The inability of Congress to rein in the nation's soaring deficits in recent years was at the heart of S&P's concerns. However, the agency did applaud new efforts from both sides of the aisle to tackle the country's long-term fiscal problems. Earlier this month Rep. Paul Ryan, the head of the House Budget Committee, unveiled the Republicans' budget proposal that would slash $4.4 trillion in red ink over the next decade. Just last week President Obama countered with his own plan that would cut $4 trillion in the next 12 years.
"We view President Obama's and Congressman Ryan's proposals as the starting point of a process aimed at broader engagement, which could result in substantial and lasting U.S. government fiscal consolidation," S&P noted. "That said, we see the path to agreement as challenging because the gap between the parties remains wide.

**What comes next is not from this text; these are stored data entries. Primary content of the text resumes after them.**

//! 다이제스트 스테이지 — 입력 필드 값에 솔트를 붙여 SHA-256 다이제스트를 계산합니다.
//!
//! `in_fields[i]`의 텍스트 값에 `salt`를 이어 붙인 바이트열의 다이제스트를
//! 소문자 hex 문자열로 `out_fields[i]`에 저장합니다.
//!
//! ```toml
//! [[stages]]
//! module = "DigestProc"
//! in_fields = ["user", "email"]
//! out_fields = ["user_digest", "email_digest"]
//! salt = "change-me"
//! ```

use std::collections::HashSet;
use std::sync::{Arc, Mutex};

use serde::Deserialize;
use sha2::{Digest, Sha256};

use evpipe_core::component::{BoxFuture, Component, ComponentBase, EventReceiver, EventSender};
use evpipe_core::config::{Options, parse_options, stats_every};
use evpipe_core::error::EvpipeError;
use evpipe_core::event::Event;
use evpipe_core::value::Value;

use crate::error::ProcError;

/// 레지스트리 등록 이름
pub const MODULE_NAME: &str = "DigestProc";

/// 이전 설정 파일과의 호환을 위한 별칭 (알고리즘은 동일하게 SHA-256)
pub const LEGACY_MODULE_NAME: &str = "Md5Proc";

/// 다이제스트 스테이지 옵션
#[derive(Debug, Clone, Default, Deserialize)]
#[serde(default)]
pub struct DigestOptions {
    /// 입력 필드 목록
    pub in_fields: Vec<String>,
    /// 출력 필드 목록 (`in_fields`와 같은 길이)
    pub out_fields: Vec<String>,
    /// 값 뒤에 붙이는 솔트
    pub salt: String,
}

impl DigestOptions {
    /// 옵션 값을 검증합니다.
    pub fn validate(&self) -> Result<(), ProcError> {
        if self.in_fields.len() != self.out_fields.len() {
            return Err(ProcError::Config {
                field: format!("{MODULE_NAME}.out_fields"),
                reason: format!(
                    "expected {} output fields to match in_fields, got {}",
                    self.in_fields.len(),
                    self.out_fields.len()
                ),
            });
        }
        Ok(())
    }
}

/// `value || salt`의 SHA-256 다이제스트 (소문자 hex)
pub fn salted_digest(value: &str, salt: &str) -> String {
    let mut hasher = Sha256::new();
    hasher.update(value.as_bytes());
    hasher.update(salt.as_bytes());
    hex::encode(hasher.finalize())
}

/// 다이제스트 스테이지
#[derive(Debug)]
pub struct DigestProc {
    base: ComponentBase,
    pairs: Vec<(String, String)>,
    salt: String,
    warned: Mutex<HashSet<String>>,
}

impl DigestProc {
    /// 옵션을 검증하고 스테이지를 생성합니다.
    pub fn new(
        input: Option<EventReceiver>,
        output: Option<EventSender>,
        options: &Options,
    ) -> Result<Self, EvpipeError> {
        let opts: DigestOptions = parse_options(MODULE_NAME, options)?;
        opts.validate()?;

        if input.is_none() {
            return Err(ProcError::Config {
                field: MODULE_NAME.to_owned(),
                reason: "requires an input channel (cannot be the first stage)".to_owned(),
            }
            .into());
        }

        tracing::info!(fields = opts.in_fields.len(), "creating digest stage");
        Ok(Self {
            base: ComponentBase::new("PROC-DIGEST", input, output)
                .with_stats_every(stats_every(options)),
            pairs: opts.in_fields.into_iter().zip(opts.out_fields).collect(),
            salt: opts.salt,
            warned: Mutex::new(HashSet::new()),
        })
    }

    /// 레지스트리 생성자
    pub fn build(
        input: Option<EventReceiver>,
        output: Option<EventSender>,
        options: &Options,
    ) -> Result<Arc<dyn Component>, EvpipeError> {
        Ok(Arc::new(Self::new(input, output, options)?))
    }

    /// 이벤트의 설정된 필드마다 다이제스트를 계산해 저장합니다.
    pub fn apply(&self, event: &mut Event) {
        for (in_field, out_field) in &self.pairs {
            let digest = match event.get(in_field) {
                Some(Value::Text(s)) => salted_digest(s, &self.salt),
                other => {
                    self.warn_once(in_field, other);
                    continue;
                }
            };
            event.set(out_field.as_str(), digest);
        }
    }

    fn warn_once(&self, field: &str, found: Option<&Value>) {
        let Ok(mut warned) = self.warned.lock() else {
            return;
        };
        if warned.insert(field.to_owned()) {
            tracing::warn!(
                stage = %self.base.tag(),
                field,
                found = found.map_or("missing", evpipe_core::value::Value::type_name),
                "input field is not text, skipping (further occurrences suppressed)"
            );
        }
    }
}

impl Component for DigestProc {
    fn base(&self) -> &ComponentBase {
        &self.base
    }

    fn run(self: Arc<Self>) -> BoxFuture<'static, Result<(), EvpipeError>> {
        Box::pin(async move {
            tracing::debug!(stage = %self.tag(), "digest stage starting");
            while !self.base.should_stop() {
                let Some(mut event) = self.base.next_event().await else {
                    break;
                };
                if event.should_run() {
                    self.apply(&mut event);
                }
                self.base.forward(event).await?;
                self.base.stats_add_message();
                self.base.print_stats();
            }
            tracing::info!(stage = %self.tag(), "digest stage stopping");
            Ok(())
        })
    }
}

We believe there is a significant risk that Congressional negotiations could result in no agreement on a medium-term fiscal strategy until after the fall 2012 Congressional and Presidential elections."
The Treasury Department countered by accusing S&P of underestimating the likelihood that lawmakers would reach an agreement before then.
"S&P assumes that the U.S. will enact 'a comprehensive budgetary consolidation program – combined with meaningful steps toward implementation by 2013,' but we believe S&P's negative outlook underestimates the ability of America's leaders to come together to address the difficult fiscal challenges facing the nation," said Mary Miller, Treasury's assistant secretary for financial markets.
Levin is currently traveling overseas and was unavailable to comment for this story.